Stored dataset items
Content starts
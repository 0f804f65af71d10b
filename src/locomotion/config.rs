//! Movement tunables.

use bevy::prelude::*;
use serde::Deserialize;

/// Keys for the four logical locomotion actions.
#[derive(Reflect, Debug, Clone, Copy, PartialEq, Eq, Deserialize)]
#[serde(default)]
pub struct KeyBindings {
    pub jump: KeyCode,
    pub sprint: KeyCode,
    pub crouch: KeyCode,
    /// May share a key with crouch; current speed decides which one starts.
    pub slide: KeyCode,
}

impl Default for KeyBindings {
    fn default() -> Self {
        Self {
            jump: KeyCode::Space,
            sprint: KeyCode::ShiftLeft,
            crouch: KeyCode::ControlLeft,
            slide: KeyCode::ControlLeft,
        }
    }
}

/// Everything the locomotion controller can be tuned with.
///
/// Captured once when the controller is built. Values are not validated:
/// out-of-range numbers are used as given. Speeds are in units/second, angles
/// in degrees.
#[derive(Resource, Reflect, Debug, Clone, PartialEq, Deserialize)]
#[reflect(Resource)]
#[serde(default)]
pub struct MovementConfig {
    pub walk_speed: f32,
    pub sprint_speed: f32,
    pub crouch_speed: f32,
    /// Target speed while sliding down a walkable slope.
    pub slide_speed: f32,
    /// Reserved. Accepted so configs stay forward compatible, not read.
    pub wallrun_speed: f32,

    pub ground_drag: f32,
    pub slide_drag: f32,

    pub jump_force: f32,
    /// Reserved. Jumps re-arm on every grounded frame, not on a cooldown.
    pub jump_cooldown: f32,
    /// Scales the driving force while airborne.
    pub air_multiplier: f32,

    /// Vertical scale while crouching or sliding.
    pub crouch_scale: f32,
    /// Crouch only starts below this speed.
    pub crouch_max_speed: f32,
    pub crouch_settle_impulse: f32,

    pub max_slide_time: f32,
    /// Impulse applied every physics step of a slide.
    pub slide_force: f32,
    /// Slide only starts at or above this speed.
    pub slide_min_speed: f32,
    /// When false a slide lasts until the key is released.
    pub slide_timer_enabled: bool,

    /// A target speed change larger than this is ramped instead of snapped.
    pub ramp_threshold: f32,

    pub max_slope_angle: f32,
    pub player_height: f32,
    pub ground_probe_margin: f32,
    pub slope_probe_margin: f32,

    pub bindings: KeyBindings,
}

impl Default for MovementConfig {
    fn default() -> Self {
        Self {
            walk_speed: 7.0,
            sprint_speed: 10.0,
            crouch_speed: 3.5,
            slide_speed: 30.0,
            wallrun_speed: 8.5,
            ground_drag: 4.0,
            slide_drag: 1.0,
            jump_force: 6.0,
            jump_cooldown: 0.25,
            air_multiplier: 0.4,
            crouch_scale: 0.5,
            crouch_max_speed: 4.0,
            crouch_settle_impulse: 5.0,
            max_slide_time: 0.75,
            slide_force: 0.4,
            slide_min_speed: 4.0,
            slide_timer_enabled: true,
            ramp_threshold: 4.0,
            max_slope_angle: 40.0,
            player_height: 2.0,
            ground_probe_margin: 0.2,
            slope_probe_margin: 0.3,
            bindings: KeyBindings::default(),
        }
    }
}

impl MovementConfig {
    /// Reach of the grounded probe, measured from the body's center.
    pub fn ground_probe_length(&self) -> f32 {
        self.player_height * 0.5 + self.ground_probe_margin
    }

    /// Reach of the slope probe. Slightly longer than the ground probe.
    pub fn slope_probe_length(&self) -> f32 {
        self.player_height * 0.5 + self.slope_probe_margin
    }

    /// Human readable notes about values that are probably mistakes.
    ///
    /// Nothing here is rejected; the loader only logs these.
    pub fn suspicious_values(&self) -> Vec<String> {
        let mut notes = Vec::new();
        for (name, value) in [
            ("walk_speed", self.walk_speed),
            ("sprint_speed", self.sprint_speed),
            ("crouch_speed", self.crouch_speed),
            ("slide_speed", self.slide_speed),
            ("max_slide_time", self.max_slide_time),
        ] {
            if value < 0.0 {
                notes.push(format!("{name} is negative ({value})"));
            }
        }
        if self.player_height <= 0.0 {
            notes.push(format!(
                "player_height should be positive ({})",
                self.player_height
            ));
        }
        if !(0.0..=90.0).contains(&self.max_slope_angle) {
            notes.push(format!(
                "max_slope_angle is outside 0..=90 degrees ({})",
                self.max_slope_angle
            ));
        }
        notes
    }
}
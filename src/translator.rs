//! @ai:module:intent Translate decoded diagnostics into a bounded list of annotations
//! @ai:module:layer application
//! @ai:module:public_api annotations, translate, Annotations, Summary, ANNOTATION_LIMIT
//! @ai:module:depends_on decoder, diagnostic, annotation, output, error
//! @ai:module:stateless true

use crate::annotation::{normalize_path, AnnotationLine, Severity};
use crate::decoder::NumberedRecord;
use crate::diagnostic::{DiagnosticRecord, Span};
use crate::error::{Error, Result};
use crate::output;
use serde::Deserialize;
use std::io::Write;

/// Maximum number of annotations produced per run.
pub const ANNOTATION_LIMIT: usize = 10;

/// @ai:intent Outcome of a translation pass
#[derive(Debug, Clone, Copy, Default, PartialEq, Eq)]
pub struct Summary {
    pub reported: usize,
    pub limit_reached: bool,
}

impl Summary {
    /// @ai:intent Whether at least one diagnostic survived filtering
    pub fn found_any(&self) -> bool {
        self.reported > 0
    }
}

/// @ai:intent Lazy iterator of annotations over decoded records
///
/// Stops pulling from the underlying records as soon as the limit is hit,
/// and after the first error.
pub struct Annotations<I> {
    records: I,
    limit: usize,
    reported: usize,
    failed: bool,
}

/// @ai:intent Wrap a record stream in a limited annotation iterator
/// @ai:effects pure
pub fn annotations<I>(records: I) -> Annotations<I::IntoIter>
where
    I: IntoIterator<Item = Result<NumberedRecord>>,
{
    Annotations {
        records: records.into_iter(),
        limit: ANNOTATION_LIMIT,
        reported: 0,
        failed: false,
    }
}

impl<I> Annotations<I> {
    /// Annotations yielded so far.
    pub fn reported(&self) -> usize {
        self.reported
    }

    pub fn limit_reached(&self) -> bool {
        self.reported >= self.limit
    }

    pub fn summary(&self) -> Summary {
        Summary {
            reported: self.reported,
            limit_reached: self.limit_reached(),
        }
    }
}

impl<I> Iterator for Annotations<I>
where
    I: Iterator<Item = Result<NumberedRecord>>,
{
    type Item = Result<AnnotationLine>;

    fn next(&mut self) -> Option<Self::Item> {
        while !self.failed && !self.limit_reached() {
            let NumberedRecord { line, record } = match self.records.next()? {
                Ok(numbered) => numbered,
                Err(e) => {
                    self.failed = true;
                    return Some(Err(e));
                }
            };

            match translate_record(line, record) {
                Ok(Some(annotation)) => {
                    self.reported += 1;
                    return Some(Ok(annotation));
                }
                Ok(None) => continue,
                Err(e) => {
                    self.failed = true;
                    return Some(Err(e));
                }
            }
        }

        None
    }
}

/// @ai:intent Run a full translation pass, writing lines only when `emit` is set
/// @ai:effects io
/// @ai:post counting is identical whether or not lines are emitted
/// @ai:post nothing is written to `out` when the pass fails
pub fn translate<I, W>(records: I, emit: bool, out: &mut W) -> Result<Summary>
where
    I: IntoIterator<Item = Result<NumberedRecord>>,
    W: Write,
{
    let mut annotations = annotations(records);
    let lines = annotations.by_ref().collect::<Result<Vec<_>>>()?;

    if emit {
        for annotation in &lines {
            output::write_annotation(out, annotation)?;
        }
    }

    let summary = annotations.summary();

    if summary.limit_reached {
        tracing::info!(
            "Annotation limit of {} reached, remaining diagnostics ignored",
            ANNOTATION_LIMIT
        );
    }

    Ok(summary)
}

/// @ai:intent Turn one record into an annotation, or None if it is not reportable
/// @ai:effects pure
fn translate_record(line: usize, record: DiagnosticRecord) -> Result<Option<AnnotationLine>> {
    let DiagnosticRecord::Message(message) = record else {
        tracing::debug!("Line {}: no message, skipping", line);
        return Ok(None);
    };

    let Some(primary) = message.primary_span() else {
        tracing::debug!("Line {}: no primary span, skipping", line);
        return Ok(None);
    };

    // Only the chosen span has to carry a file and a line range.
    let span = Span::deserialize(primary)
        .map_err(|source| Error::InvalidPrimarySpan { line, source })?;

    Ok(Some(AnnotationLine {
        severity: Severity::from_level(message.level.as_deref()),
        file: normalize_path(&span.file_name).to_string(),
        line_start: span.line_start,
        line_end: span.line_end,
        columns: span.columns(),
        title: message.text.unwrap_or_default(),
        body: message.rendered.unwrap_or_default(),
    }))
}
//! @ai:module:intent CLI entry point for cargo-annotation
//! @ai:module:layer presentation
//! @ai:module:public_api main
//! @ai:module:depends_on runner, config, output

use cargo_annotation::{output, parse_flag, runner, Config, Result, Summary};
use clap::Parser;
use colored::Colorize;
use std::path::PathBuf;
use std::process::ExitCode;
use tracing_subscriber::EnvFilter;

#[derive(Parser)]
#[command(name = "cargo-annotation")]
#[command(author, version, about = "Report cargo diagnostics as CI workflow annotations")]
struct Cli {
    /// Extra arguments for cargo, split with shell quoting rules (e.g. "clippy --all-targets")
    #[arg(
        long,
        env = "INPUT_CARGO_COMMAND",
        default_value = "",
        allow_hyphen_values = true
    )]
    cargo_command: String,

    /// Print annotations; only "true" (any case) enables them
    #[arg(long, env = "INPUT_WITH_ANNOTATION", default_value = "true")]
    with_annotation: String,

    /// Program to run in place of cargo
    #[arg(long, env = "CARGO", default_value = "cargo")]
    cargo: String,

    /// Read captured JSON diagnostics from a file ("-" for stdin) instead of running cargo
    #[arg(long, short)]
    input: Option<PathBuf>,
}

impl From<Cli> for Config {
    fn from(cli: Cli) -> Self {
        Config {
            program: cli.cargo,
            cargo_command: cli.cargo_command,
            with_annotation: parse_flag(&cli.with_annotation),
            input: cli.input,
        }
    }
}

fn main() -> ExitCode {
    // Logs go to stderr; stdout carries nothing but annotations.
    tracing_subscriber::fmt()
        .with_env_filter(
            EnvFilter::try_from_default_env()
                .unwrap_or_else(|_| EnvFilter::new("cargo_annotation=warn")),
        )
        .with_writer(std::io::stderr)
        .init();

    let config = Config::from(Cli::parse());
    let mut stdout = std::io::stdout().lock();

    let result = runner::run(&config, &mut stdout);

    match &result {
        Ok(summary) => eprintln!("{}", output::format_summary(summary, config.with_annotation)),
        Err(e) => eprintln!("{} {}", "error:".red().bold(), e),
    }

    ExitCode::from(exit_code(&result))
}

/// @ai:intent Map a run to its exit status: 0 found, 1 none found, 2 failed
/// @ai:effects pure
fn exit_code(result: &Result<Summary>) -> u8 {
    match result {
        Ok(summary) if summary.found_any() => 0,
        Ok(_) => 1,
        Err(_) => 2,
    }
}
Content ends
## Work task
Please return only the lines above, starting at the line that has "yielded so far." and ending at the line that has "fn next(&mut self)", keeping both and leaving each one unchanged.

## Result
    /// Annotations yielded so far.
    pub fn reported(&self) -> usize {
        self.reported
    }

    pub fn limit_reached(&self) -> bool {
        self.reported >= self.limit
    }

    pub fn summary(&self) -> Summary {
        Summary {
            reported: self.reported,
            limit_reached: self.limit_reached(),
        }
    }
}

impl<I> Iterator for Annotations<I>
where
    I: Iterator<Item = Result<NumberedRecord>>,
{
    type Item = Result<AnnotationLine>;

    fn next(&mut self) -> Option<Self::Item> {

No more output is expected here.